I agree that small children have very little capability of understanding things that many adults have trouble with. I also think it’s wrong to scare the hell out of them in the name of religion!
I too enjoyed your description of the old priest and your teacher…you have great talent for injecting humour into serious situations!
Wendy
LikeLike
bronxboy55
July 1, 2011
I’ve heard people say that when you raise children with no religious teaching and assume they will eventually make their own decisions, the result is confusion and emptiness. I have no idea. But forcing a set of beliefs into a young child’s head seems wrong to me. It’s especially wrong when you use fear as the driving force.

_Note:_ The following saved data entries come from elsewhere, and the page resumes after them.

impl AudioPolicyService {
    /// Assembles the service from its bootstrapped parts.
    #[allow(clippy::too_many_arguments)]
    pub(crate) fn assemble(
        zones: Arc<ZoneRegistry>,
        devices: Arc<DeviceRegistry>,
        context_map: Arc<ContextMap>,
        matrix: Arc<InteractionMatrix>,
        focus: Arc<FocusArbiter>,
        fanout: Arc<VolumeEventFanout>,
        ducking: Arc<DuckingEngine>,
        muting: Arc<MutingService>,
        gain_dispatcher: HalGainDispatcher,
        activation: PlaybackActivationMonitor,
        broker: Arc<MediaAudioRequestBroker>,
        hal_bridge: HalFocusBridge,
        cancel: CancellationToken,
    ) -> Self {
        Self {
            zones,
            devices,
            context_map,
            matrix,
            focus,
            fanout,
            ducking,
            muting,
            gain_dispatcher,
            activation,
            broker,
            hal_bridge,
            cancel,
        }
    }

    // ─────────────────────────────────────────────────────────────────────
    // Focus
    // ─────────────────────────────────────────────────────────────────────

    /// Submits a client focus request.
    pub fn request_audio_focus(
        &self,
        request: FocusRequest,
        client: Arc<dyn FocusClient>,
    ) -> FocusRequestResult {
        self.focus.request_focus(request, client)
    }

    /// Releases a client's focus stake.
    pub fn abandon_audio_focus(&self, zone_id: ZoneId, client_id: &str) {
        self.focus.abandon_focus(zone_id, client_id);
    }

    /// Holder snapshot of a zone.
    #[must_use]
    pub fn focus_holders(&self, zone_id: ZoneId) -> Vec<FocusHolderInfo> {
        self.focus.holders(zone_id)
    }

    /// Updates the reject-navigation-during-call user setting.
    pub fn set_reject_navigation_on_call(&self, reject: bool) {
        log::info!("[AudioPolicyService] reject-navigation-on-call = {reject}");
        self.matrix.set_reject_navigation_on_call(reject);
    }

    /// Current state of the reject-navigation-during-call setting.
    #[must_use]
    pub fn reject_navigation_on_call(&self) -> bool {
        self.matrix.reject_navigation_on_call()
    }

    // ─────────────────────────────────────────────────────────────────────
    // HAL inbound
    // ─────────────────────────────────────────────────────────────────────

    /// `requestAudioFocus` from the HAL.
    pub fn request_hal_audio_focus(
        &self,
        usage: AudioUsage,
        zone_id: ZoneId,
        gain_type: FocusGainType,
    ) -> FocusRequestResult {
        self.hal_bridge.request_focus(usage, zone_id, gain_type)
    }

    /// `abandonAudioFocus` from the HAL.
    pub fn abandon_hal_audio_focus(&self, usage: AudioUsage, zone_id: ZoneId) {
        self.hal_bridge.abandon_focus(usage, zone_id);
    }

    /// `onAudioDeviceGainsChanged` from the HAL.
    pub fn on_audio_device_gains_changed(
        &self,
        reasons: &[GainChangeReason],
        configs: &[DeviceGainConfig],
    ) {
        self.gain_dispatcher
            .on_audio_device_gains_changed(reasons, configs);
    }

    /// `onAudioPortsChanged` from the HAL: `device_infos` is the current
    /// set of connected devices with up-to-date gain capabilities.
    ///
    /// Dynamic devices absent from the list are dropped from the registry;
    /// every group whose membership intersects the change recomputes its
    /// gain stage, and configuration activation follows device presence.
    pub fn on_audio_ports_changed(&self, device_infos: &[AudioDevice]) {
        let reported: HashSet<&str> = device_infos
            .iter()
            .map(|device| device.address.as_str())
            .collect();

        let mut changed: HashSet<String> = HashSet::new();
        for address in self.devices.addresses() {
            let Some(known) = self.devices.get(&address) else {
                continue;
            };
            if known.device_type.is_dynamic() && !reported.contains(address.as_str()) {
                log::info!("[AudioPolicyService] dynamic device {address} disconnected");
                self.devices.remove(&address);
                changed.insert(address);
            }
        }
        for device in device_infos {
            let known = self.devices.get(&device.address);
            let is_new = match &known {
                Some(existing) => existing.gain != device.gain,
                None => true,
            };
            if is_new {
                changed.insert(device.address.clone());
            }
            self.devices.insert(device.clone());
        }
        if changed.is_empty() {
            return;
        }

        let mut events: Vec<VolumeGroupEvent> = Vec::new();
        for zone in self.zones.zones() {
            for config in zone.configs() {
                let mut all_groups_present = true;
                for group in config.groups() {
                    let touches_change = group
                        .configured_addresses()
                        .iter()
                        .any(|address| changed.contains(address));
                    let present: Vec<GroupDevice> = group
                        .configured_addresses()
                        .iter()
                        .filter_map(|address| {
                            self.devices.get(address).map(|device| GroupDevice {
                                address: address.clone(),
                                gain: device.gain,
                            })
                        })
                        .collect();
                    if present.is_empty() {
                        all_groups_present = false;
                        continue;
                    }
                    if !touches_change {
                        continue;
                    }
                    match group.update_devices(present) {
                        Ok(flags) if !flags.is_empty() => {
                            events.push(group.make_event(flags, Vec::new()));
                        }
                        Ok(_) => {}
                        Err(err) => {
                            log::error!(
                                "[AudioPolicyService] gain-stage recompute failed for {}: {err}",
                                group.name()
                            );
                        }
                    }
                }
                // Default configurations stay selectable regardless.
                if !config.is_default() {
                    config.set_active(all_groups_present);
                }
            }
        }
        if !events.is_empty() {
            self.fanout.emit(events);
        }
    }

    /// Reconciles a core-mixer group after an external mixer change.
    ///
    /// # Errors
    ///
    /// `UnknownZone` / `UnknownGroup` for bad identifiers.
    pub fn on_mixer_volume_changed(&self, zone_id: ZoneId, group_id: GroupId) -> PolicyResult<()> {
        let group = self.group(zone_id, group_id)?;
        let flags = group.reconcile_with_mixer();
        if !flags.is_empty() {
            self.fanout.emit(vec![group.make_event(flags, Vec::new())]);
            self.muting.refresh_zone(zone_id);
        }
        Ok(())
    }

    // ─────────────────────────────────────────────────────────────────────
    // Volume
    // ─────────────────────────────────────────────────────────────────────

    /// Sets the gain index of a group.
    ///
    /// # Errors
    ///
    /// `UnknownZone` / `UnknownGroup` / `IndexOutOfRange`.
    pub fn set_group_volume_index(
        &self,
        zone_id: ZoneId,
        group_id: GroupId,
        index: i32,
    ) -> PolicyResult<()> {
        let group = self.group(zone_id, group_id)?;
        let flags = group.set_current_index(index)?;
        if !flags.is_empty() {
            self.fanout.emit(vec![group.make_event(flags, Vec::new())]);
        }
        Ok(())
    }

    /// Current gain index of a group.
    ///
    /// # Errors
    ///
    /// `UnknownZone` / `UnknownGroup`.
    pub fn group_volume_index(&self, zone_id: ZoneId, group_id: GroupId) -> PolicyResult<i32> {
        Ok(self.group(zone_id, group_id)?.current_index())
    }

    /// Mutes or unmutes a group (user initiated).
    ///
    /// # Errors
    ///
    /// `UnknownZone` / `UnknownGroup`.
    pub fn set_group_mute(
        &self,
        zone_id: ZoneId,
        group_id: GroupId,
        muted: bool,
    ) -> PolicyResult<()> {
        let group = self.group(zone_id, group_id)?;
        let flags = group.set_user_muted(muted);
        if !flags.is_empty() {
            self.fanout.emit(vec![group.make_event(flags, Vec::new())]);
            self.muting.refresh_zone(zone_id);
        }
        Ok(())
    }

    /// Whether a group is muted (by anyone).
    ///
    /// # Errors
    ///
    /// `UnknownZone` / `UnknownGroup`.
    pub fn is_group_muted(&self, zone_id: ZoneId, group_id: GroupId) -> PolicyResult<bool> {
        Ok(self.group(zone_id, group_id)?.is_muted())
    }

    /// Mutes or unmutes every group of a zone's current configuration.
    ///
    /// # Errors
    ///
    /// `UnknownZone`.
    pub fn set_master_mute(&self, zone_id: ZoneId, muted: bool) -> PolicyResult<()> {
        let zone = self
            .zones
            .zone(zone_id)
            .ok_or(PolicyError::UnknownZone(zone_id))?;
        let config = zone.current_config();
        let mut events = Vec::new();
        for group in config.groups() {
            let flags = group.set_user_muted(muted);
            if !flags.is_empty() {
                events.push(group.make_event(flags, Vec::new()));
            }
        }
        if !events.is_empty() {
            self.fanout.emit(events);
            self.muting.refresh_zone(zone_id);
        }
        self.fanout.emit_master_mute(zone_id, muted);
        Ok(())
    }

    /// Selects a zone configuration (the default clears the selection).
    ///
    /// # Errors
    ///
    /// `UnknownZone` or `Configuration` for an unknown configuration id.
    pub fn select_zone_configuration(
        &self,
        zone_id: ZoneId,
        config_id: ConfigId,
    ) -> PolicyResult<()> {
        let zone = self
            .zones
            .zone(zone_id)
            .ok_or(PolicyError::UnknownZone(zone_id))?;
        zone.select_configuration(config_id)
    }

    // ─────────────────────────────────────────────────────────────────────
    // Playback and telephony
    // ─────────────────────────────────────────────────────────────────────

    /// A playback configuration became active.
    pub fn on_playback_started(&self, zone_id: ZoneId, usage: AudioUsage, uid: u32) {
        self.activation.on_playback_started(zone_id, usage, uid);
    }

    /// Telephony call-state change.
    pub fn on_call_state_changed(&self, state: CallState) {
        self.activation.on_call_state_changed(state);
    }

    // ─────────────────────────────────────────────────────────────────────
    // Listeners and media requests
    // ─────────────────────────────────────────────────────────────────────

    /// Registers a rich volume-event listener.
    pub fn register_volume_listener(
        &self,
        owner: impl Into<String>,
        listener: Arc<dyn VolumeEventListener>,
    ) {
        self.fanout.register_listener(owner, listener);
    }

    /// Registers a legacy volume listener.
    pub fn register_legacy_volume_listener(
        &self,
        owner: impl Into<String>,
        listener: Arc<dyn LegacyVolumeListener>,
    ) {
        self.fanout.register_legacy_listener(owner, listener);
    }

    /// Removes an owner from both volume-listener channels.
    pub fn unregister_volume_listener(&self, owner: &str) {
        self.fanout.unregister(owner);
    }

    /// Registers a media-request approver.
    pub fn register_media_request_approver(
        &self,
        owner: impl Into<String>,
        approver: Arc<dyn MediaRequestApprover>,
    ) {
        self.broker.register_approver(owner, approver);
    }

    /// Removes a media-request approver.
    pub fn unregister_media_request_approver(&self, owner: &str) {
        self.broker.unregister_approver(owner);
    }

    /// Requests media-audio routing for an occupant.
    ///
    /// # Errors
    ///
    /// See [`MediaAudioRequestBroker::request`].
    pub fn request_media_audio(
        &self,
        client_id: impl Into<String>,
        client: Arc<dyn MediaRequestClient>,
        occupant: OccupantZoneId,
    ) -> PolicyResult<MediaRequestId> {
        self.broker.request(client_id, client, occupant)
    }

    /// Approves a media-audio request.
    ///
    /// # Errors
    ///
    /// See [`MediaAudioRequestBroker::accept`].
    pub fn accept_media_audio(&self, approver: &str, request_id: MediaRequestId) -> PolicyResult<()> {
        self.broker.accept(approver, request_id)
    }

    /// Rejects a media-audio request.
    ///
    /// # Errors
    ///
    /// See [`MediaAudioRequestBroker::reject`].
    pub fn reject_media_audio(&self, request_id: MediaRequestId) -> PolicyResult<()> {
        self.broker.reject(request_id)
    }

    /// Cancels a media-audio request.
    ///
    /// # Errors
    ///
    /// See [`MediaAudioRequestBroker::cancel`].
    pub fn cancel_media_audio(&self, request_id: MediaRequestId) -> PolicyResult<()> {
        self.broker.cancel(request_id)
    }

    /// Stops approved media-audio routing.
    ///
    /// # Errors
    ///
    /// See [`MediaAudioRequestBroker::stop`].
    pub fn stop_media_audio(&self, request_id: MediaRequestId) -> PolicyResult<()> {
        self.broker.stop(request_id)
    }

    // ─────────────────────────────────────────────────────────────────────
    // Introspection and teardown
    // ─────────────────────────────────────────────────────────────────────

    /// The zone registry.
    #[must_use]
    pub fn zones(&self) -> &Arc<ZoneRegistry> {
        &self.zones
    }

    /// The context map.
    #[must_use]
    pub fn context_map(&self) -> &Arc<ContextMap> {
        &self.context_map
    }

    /// Currently ducked addresses of a zone.
    #[must_use]
    pub fn ducked_addresses(&self, zone_id: ZoneId) -> Vec<String> {
        self.ducking.ducked_addresses(zone_id)
    }

    /// Tears the service down: unregisters all external callbacks and
    /// stops callback dispatch. The service must not be used afterwards.
    pub fn release(&self) {
        log::info!("[AudioPolicyService] releasing");
        self.fanout.clear();
        self.broker.clear_approvers();
        self.cancel.cancel();
    }

    fn group(&self, zone_id: ZoneId, group_id: GroupId) -> PolicyResult<Arc<VolumeGroup>> {
        let zone = self
            .zones
            .zone(zone_id)
            .ok_or(PolicyError::UnknownZone(zone_id))?;
        let config = zone.current_config();
        config
            .group(group_id)
            .map(Arc::clone)
            .ok_or(PolicyError::UnknownGroup { zone_id, group_id })
    }
}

Thank you, as always, Wendy.
LikeLike
girlgeum
November 1, 2011
Only God can absolve sins. There are a lot of things that I don’t agree with the Catholic church about.
LikeLike
bronxboy55
November 14, 2011
I think most Catholics would say the same thing, although not all would say it out loud.
LikeLike
Patti Kuche
November 14, 2011
Reading this wonderful piece, along with the many thoughtful comments, reassures me that I have not exaggerated the details of a Catholic childhood! We have Opus Dei royalty in our family along with converts who are having all the children God can send them. Meanwhile, the left-over sibs born with original sin have married and had far fewer children (vivid memories of crowded conditions and worn-out mothers saw us heathens embrace birth control) and that includes the lesbian, her partner and their IVF daughter – for whom many prayers are offered up by the OD lot! Isn’t life grand!
LikeLike
bronxboy55
November 14, 2011
I haven’t visited your blog yet, but I will. I’m hoping that this comment is just a small taste of your views on the subject.
LikeLike
Patti Kuche
November 14, 2011
You are right about this comment being just a small taste of my views on this subject! I might blog about it in more detail one day but I have found the experience of living it so overwhelming as to not know where to start. Or more honestly, where to finish! Plus, I was hoping to write about it in a novel . . . otherwise my blog hides behind photographs and occasional pieces of indignation and simple observation. Baby steps for me and I admire your strides through this most interesting and complex subject!
LikeLike
the pensive hexe
March 17, 2014
Your postscriptum illuminates a key problem with this Sacrament: the expectation that small children are able (and expected) to digest such concepts as damnation and salvation and, worse, to self-identify as sinners. Indeed, I couldn’t, in good conscience, consign my own children to this Catholic ‘rite of passage’ at the age of 7 and this, along with many other factors, eased me off of that spiritual path. As you say, nothing in the Church is “…all good, all bad, all anything.” But the buildup to a first confession of sins and Confirmation in the Church at such a young age requires nothing less than indoctrination as it goes against the very nature of children. Thank you for an exceptionally witty and poignant post!
LikeLike
bronxboy55
March 20, 2014
Thank you for the feedback. As with a lot of things in life, it would be great if we could somehow separate the desirable from the undesirable, and just keep the good stuff. Religious teachings in general do have some good stuff, but they come at a tremendous price.